Vivien, come tutti gli altri del resto, rimase a bocca aperta.

La prima pagina era tutta occupata da un enorme titolo.

LA VERA STORIA DI UN FALSO NOME

di

Russell Wade

Sotto c’erano due foto, ben chiare nonostante la stampa sempre precaria dei quotidiani. Nella prima, un ragazzo reggeva in braccio un grosso gatto nero. Nella seconda, John Kortighan, ripreso di tre quarti, era seduto su uno sgabello e stringeva in mano una pistola. Volgeva uno sguardo vuoto e assente verso un punto alla sua destra.

Lo sguardo di tutti i presenti si girò con un sincronismo perfetto verso Russell, che come al solito aveva scelto la sedia più defilata. Sentendosi osservato, un’espressione innocente si dipinse sul suo viso.

«Avevamo un accordo, no?»

Vivien si trovò a sorridere. In effetti era vero. Era nel suo diritto e nessuno a quel punto poteva accusarlo di aver contravvenuto alla parola data. Tuttavia, guardando la pagina del giornale, le era venuta una curiosità. Decise di soddisfarla, per lei e per tutti i presenti.

«Russell, c’è una cosa che mi piacerebbe sapere.»

«Dimmi.»

«Come hai fatto ad avere quella foto di John, se per tutto il tempo in cui siamo stati insieme non ti ho mai visto con una macchina fotografica in mano?»

Con un viso compito, Russell si alzò in piedi e si avvicinò alla scrivania.

«C’è una cosa che ho avuto in eredità da mio fratello. Lui mi ha insegnato come e quando usarla.»

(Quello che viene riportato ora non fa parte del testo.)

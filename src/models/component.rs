use serde::ser::{Serialize, SerializeMap, Serializer};
use serde::Deserialize;
use std::fmt;
use std::str::FromStr;

use crate::error::ExtractError;

/// Hardware categories the specs database exposes a listing for.
#[derive(Debug, Clone, Copy, PartialEq, Eq, Hash, PartialOrd, Ord, serde::Serialize, Deserialize)]
#[serde(rename_all = "lowercase")]
pub enum ComponentKind {
    Cpu,
    Gpu,
}

impl ComponentKind {
    pub fn key(&self) -> &'static str {
        match self {
            ComponentKind::Cpu => "cpu",
            ComponentKind::Gpu => "gpu",
        }
    }

    pub fn from_key(key: &str) -> Option<Self> {
        match key.to_ascii_lowercase().as_str() {
            "cpu" => Some(ComponentKind::Cpu),
            "gpu" => Some(ComponentKind::Gpu),
            _ => None,
        }
    }
}

impl fmt::Display for ComponentKind {
    fn fmt(&self, f: &mut fmt::Formatter<'_>) -> fmt::Result {
        write!(f, "{}", self.key().to_uppercase())
    }
}

impl FromStr for ComponentKind {
    type Err = ExtractError;

    fn from_str(s: &str) -> Result<Self, Self::Err> {
        Self::from_key(s).ok_or_else(|| ExtractError::UnsupportedComponent(s.to_string()))
    }
}

#[derive(Debug, Clone, Copy, PartialEq, Eq, Default, serde::Serialize, Deserialize)]
#[serde(rename_all = "lowercase")]
pub enum SortKey {
    #[default]
    Name,
    Released,
    Generation,
}

impl SortKey {
    pub fn as_str(&self) -> &'static str {
        match self {
            SortKey::Name => "name",
            SortKey::Released => "released",
            SortKey::Generation => "generation",
        }
    }
}

impl fmt::Display for SortKey {
    fn fmt(&self, f: &mut fmt::Formatter<'_>) -> fmt::Result {
        f.write_str(self.as_str())
    }
}

impl FromStr for SortKey {
    type Err = ExtractError;

    fn from_str(s: &str) -> Result<Self, Self::Err> {
        match s {
            "name" => Ok(SortKey::Name),
            "released" => Ok(SortKey::Released),
            "generation" => Ok(SortKey::Generation),
            other => Err(ExtractError::InvalidSortKey(other.to_string())),
        }
    }
}

/// One row of a listing table: header text to cell text, in column order,
/// plus the absolute link to the item's detail page.
#[derive(Debug, Clone, PartialEq, Eq, Default)]
pub struct ComponentRecord {
    pub link: String,
    fields: Vec<(String, String)>,
}

impl ComponentRecord {
    pub fn new(link: impl Into<String>) -> Self {
        Self {
            link: link.into(),
            fields: Vec::new(),
        }
    }

    /// Sets `header` to `value`, replacing an earlier value under the same
    /// header in place.
    pub fn insert(&mut self, header: impl Into<String>, value: impl Into<String>) {
        let header = header.into();
        let value = value.into();
        match self.fields.iter_mut().find(|(h, _)| *h == header) {
            Some(slot) => slot.1 = value,
            None => self.fields.push((header, value)),
        }
    }

    pub fn get(&self, header: &str) -> Option<&str> {
        self.fields
            .iter()
            .find(|(h, _)| h == header)
            .map(|(_, v)| v.as_str())
    }

    pub fn headers(&self) -> impl Iterator<Item = &str> {
        self.fields.iter().map(|(h, _)| h.as_str())
    }

    pub fn fields(&self) -> &[(String, String)] {
        &self.fields
    }

    pub fn len(&self) -> usize {
        self.fields.len()
    }

    pub fn is_empty(&self) -> bool {
        self.fields.is_empty()
    }
}

/// JSON key of the detail link.
pub const LINK_KEY: &str = "Link";
/// JSON key a page column literally named `Link` is moved to, so it does not
/// collide with the detail link.
pub const LINK_COLUMN_KEY: &str = "Link (column)";

// Flattened into a single JSON object: columns in order, then the detail link.
impl Serialize for ComponentRecord {
    fn serialize<S: Serializer>(&self, serializer: S) -> Result<S::Ok, S::Error> {
        let mut map = serializer.serialize_map(Some(self.fields.len() + 1))?;
        for (header, value) in &self.fields {
            let key = if header == LINK_KEY {
                LINK_COLUMN_KEY
            } else {
                header.as_str()
            };
            map.serialize_entry(key, value)?;
        }
        map.serialize_entry(LINK_KEY, &self.link)?;
        map.end()
    }
}

/// Listing result tagged with the category it was extracted for.
#[derive(Debug, Clone, PartialEq, Eq, serde::Serialize)]
pub struct ComponentList {
    pub kind: ComponentKind,
    pub records: Vec<ComponentRecord>,
}

#[cfg(test)]
mod tests {
    use super::*;

    #[test]
    fn sort_key_accepts_only_known_values() {
        assert_eq!("released".parse::<SortKey>().unwrap(), SortKey::Released);
        assert_eq!(SortKey::default(), SortKey::Name);
        assert!(matches!(
            "price".parse::<SortKey>(),
            Err(ExtractError::InvalidSortKey(key)) if key == "price"
        ));
    }

    #[test]
    fn unknown_kind_is_unsupported() {
        assert_eq!("CPU".parse::<ComponentKind>().unwrap(), ComponentKind::Cpu);
        assert!(matches!(
            "ram".parse::<ComponentKind>(),
            Err(ExtractError::UnsupportedComponent(_))
        ));
    }

    #[test]
    fn record_keeps_column_order_and_serializes_link() {
        let mut record = ComponentRecord::new("https://example.test/cpu-specs/a.c1");
        record.insert("Name", "Ryzen 5 3600");
        record.insert("Cores", "6 / 12");
        assert_eq!(record.headers().collect::<Vec<_>>(), vec!["Name", "Cores"]);

        let json = serde_json::to_string(&record).unwrap();
        assert_eq!(
            json,
            concat!(
                r#"{"Name":"Ryzen 5 3600","Cores":"6 / 12","#,
                r#""Link":"https://example.test/cpu-specs/a.c1"}"#
            )
        );
    }

    #[test]
    fn link_column_survives_serialization() {
        let mut record = ComponentRecord::new("https://example.test/a.c1");
        record.insert("Name", "A");
        record.insert("Cores", "6");
        record.insert("Link", "details");

        let json = serde_json::to_value(&record).unwrap();
        assert_eq!(json.as_object().unwrap().len(), 4);
        assert_eq!(json[LINK_KEY], "https://example.test/a.c1");
        assert_eq!(json[LINK_COLUMN_KEY], "details");
        assert_eq!(json["Cores"], "6");
    }
}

Mise una mano in tasca e la estrasse chiusa a pugno. Poi stese il braccio in avanti. Quando aprì le dita e permise a tutti di vedere quello che stringevano, Vivien riuscì a stento a trattenersi dal ridere. Davanti ai loro occhi, Russell teneva sul palmo una macchina fotografica in miniatura.

LA STORIA VERA DI UN FALSO NOME

Al funerale di mia madre pioveva e Vivien mi teneva la mano.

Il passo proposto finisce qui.